Ditambah lagi, di media sosial beredar foto-foto swafoto Ivan Sugianto dan anaknya bersama seorang pejabat dari TNI di dalam mobil, termasuk foto Ivan bersama aparat di ruangan
vice control
Polrestabes Surabaya.
Tentu publik bertanya, siapa Ivan Sugianto sehingga bisa ada di ruang-ruang resmi institusi negara?
Di tengah ketidakpercayaan masyarakat kepada penegakan hukum, tindakan Ivan Sugianto mencoreng citra institusi penegakan hukum. Di saat banyak masyarakat yang membutuhkan keadilan, Ivan Sugianto menunjukkan dirinya bisa duduk di
vice control
Polresta Surabaya, seolah-olah memiliki kekuatan yang lebih dari masyarakat pada umumnya.

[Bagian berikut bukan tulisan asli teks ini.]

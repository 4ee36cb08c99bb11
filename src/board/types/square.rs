//! Board coordinates.

use std::fmt;
use std::str::FromStr;

#[cfg(feature = "serde")]
use serde::{Deserialize, Serialize};

use crate::board::error::SquareError;

/// A square on the board as (row, column).
///
/// Row 0 is rank 8 and row 7 is rank 1; column 0 is file a. Only
/// in-bounds positions can be constructed.
#[derive(Clone, Copy, Debug, PartialEq, Eq, Hash, PartialOrd, Ord)]
#[cfg_attr(feature = "serde", derive(Serialize, Deserialize))]
pub struct Position {
    row: u8,
    col: u8,
}

impl Position {
    /// Create a position with bounds checking
    #[must_use]
    pub const fn new(row: usize, col: usize) -> Option<Self> {
        if Self::is_valid(row as isize, col as isize) {
            Some(Position {
                row: row as u8,
                col: col as u8,
            })
        } else {
            None
        }
    }

    /// Caller guarantees `row < 8 && col < 8`.
    #[inline]
    pub(crate) const fn new_unchecked(row: usize, col: usize) -> Self {
        debug_assert!(row < 8 && col < 8);
        Position {
            row: row as u8,
            col: col as u8,
        }
    }

    #[inline]
    #[must_use]
    pub const fn is_valid(row: isize, col: isize) -> bool {
        row >= 0 && row < 8 && col >= 0 && col < 8
    }

    #[inline]
    #[must_use]
    pub const fn row(self) -> usize {
        self.row as usize
    }

    #[inline]
    #[must_use]
    pub const fn col(self) -> usize {
        self.col as usize
    }

    /// The square `(dr, dc)` away, if it is still on the board.
    #[inline]
    #[must_use]
    pub const fn offset(self, dr: isize, dc: isize) -> Option<Position> {
        let row = self.row as isize + dr;
        let col = self.col as isize + dc;
        if Self::is_valid(row, col) {
            Some(Position {
                row: row as u8,
                col: col as u8,
            })
        } else {
            None
        }
    }

    /// Square index 0-63 (a8=0, h8=7, ..., h1=63)
    #[inline]
    #[must_use]
    pub const fn index(self) -> usize {
        self.row as usize * 8 + self.col as usize
    }

    /// Iterate over all 64 squares in index order.
    pub fn all() -> impl Iterator<Item = Position> {
        (0..64).map(|idx| Position::new_unchecked(idx / 8, idx % 8))
    }
}

impl fmt::Display for Position {
    fn fmt(&self, f: &mut fmt::Formatter<'_>) -> fmt::Result {
        write!(f, "{}{}", (b'a' + self.col) as char, 8 - self.row)
    }
}

impl FromStr for Position {
    type Err = SquareError;

    /// Parse algebraic notation such as `e4`.
    fn from_str(s: &str) -> Result<Self, Self::Err> {
        let bytes = s.as_bytes();
        if bytes.len() != 2 {
            return Err(SquareError::InvalidNotation {
                notation: s.to_string(),
            });
        }
        let file = bytes[0].to_ascii_lowercase();
        let rank = bytes[1];
        if !(b'a'..=b'h').contains(&file) {
            return Err(SquareError::FileOutOfBounds {
                file: file as char,
            });
        }
        if !(b'1'..=b'8').contains(&rank) {
            return Err(SquareError::RankOutOfBounds {
                rank: rank as char,
            });
        }
        Ok(Position::new_unchecked(
            (b'8' - rank) as usize,
            (file - b'a') as usize,
        ))
    }
}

Kedekatan antara pengusaha dan aparat penegak hukum sebenarnya bukan peristiwa baru di Indonesia.
Tidak hanya kepada para pengusaha, seharusnya aparat penegak hukum wajib menerima masyarakat umum dalam hal pemberian layanan publik dan penegakan hukum. Artinya, seharusnya tidak ada pembeda di dalam masyarakat.
Nyatanya, tidak sedikit kedekatan seperti ini berujung menjadi celah yang disalahartikan. Mungkin bagi sebagian pengusaha, kedekatan pengusaha dengan aparat penegak hukum dirasa memberikan kekebalan hukum, keamanan, menakuti-nakuti lawan, dan bebas dari permasalahan.

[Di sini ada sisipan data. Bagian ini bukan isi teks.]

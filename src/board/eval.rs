//! Static evaluation.
//!
//! Scores are in pawn-tenths from White's point of view: positive favours
//! White, negative favours Black. The search maximizes for White and
//! minimizes for Black, so evaluators must never flip the sign by side to move.

use super::{Color, Game};

/// Magnitude of a checkmate score. Large enough that no material sum reaches it.
pub const MATE_SCORE: f64 = 1.0e9;

/// Default bonus for giving check, half a pawn.
pub const DEFAULT_CHECK_BONUS: f64 = 5.0;

/// A static evaluation of a position, White-positive.
pub trait Evaluator {
    fn evaluate(&self, game: &Game) -> f64;
}

/// Material balance plus a bonus for the side giving check.
#[derive(Clone, Copy, Debug, PartialEq)]
pub struct MaterialEvaluator {
    pub check_bonus: f64,
}

impl Default for MaterialEvaluator {
    fn default() -> Self {
        MaterialEvaluator {
            check_bonus: DEFAULT_CHECK_BONUS,
        }
    }
}

impl Evaluator for MaterialEvaluator {
    fn evaluate(&self, game: &Game) -> f64 {
        let mut score = material_balance(game);
        if game.in_check(Color::Black) {
            score += self.check_bonus;
        }
        if game.in_check(Color::White) {
            score -= self.check_bonus;
        }
        score
    }
}

/// White material minus black material.
#[must_use]
pub fn material_balance(game: &Game) -> f64 {
    game.board()
        .occupied()
        .map(|(_, piece)| {
            let value = f64::from(piece.kind.value());
            match piece.color {
                Color::White => value,
                Color::Black => -value,
            }
        })
        .sum()
}

/// Score of a position where the side to move has no legal move.
///
/// Checkmate is worth `MATE_SCORE` plus the remaining depth, so a mate
/// found closer to the root outranks a later one. Stalemate is a draw.
#[must_use]
pub fn terminal_score(game: &Game, remaining_depth: u32) -> f64 {
    let side = game.side_to_move();
    if !game.in_check(side) {
        return 0.0;
    }
    let magnitude = MATE_SCORE + f64::from(remaining_depth);
    match side {
        Color::White => -magnitude,
        Color::Black => magnitude,
    }
}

Banyak juga di antaranya yang mengoleksi foto-foto dengan para pejabat untuk menunjukkan bahwa ‘dia bukanlah orang sembarangan’.
Praktik-praktik seperti ini harus dibasmi dan dituntaskan. Pemicu terjadinya ketidakadilan dan kejahatan adalah ketika diberikannya ruang bagi orang yang merasa memiliki kekuatan absolut.
Sebagai upaya reformasi penegakan hukum di negara hukum, perlu adanya upaya dari TNI/Polri/Institusi negara lainnya untuk membatasi penggunaan ruang-ruang institusi negara untuk bertemu dalam hal yang bukan kepentingan umum.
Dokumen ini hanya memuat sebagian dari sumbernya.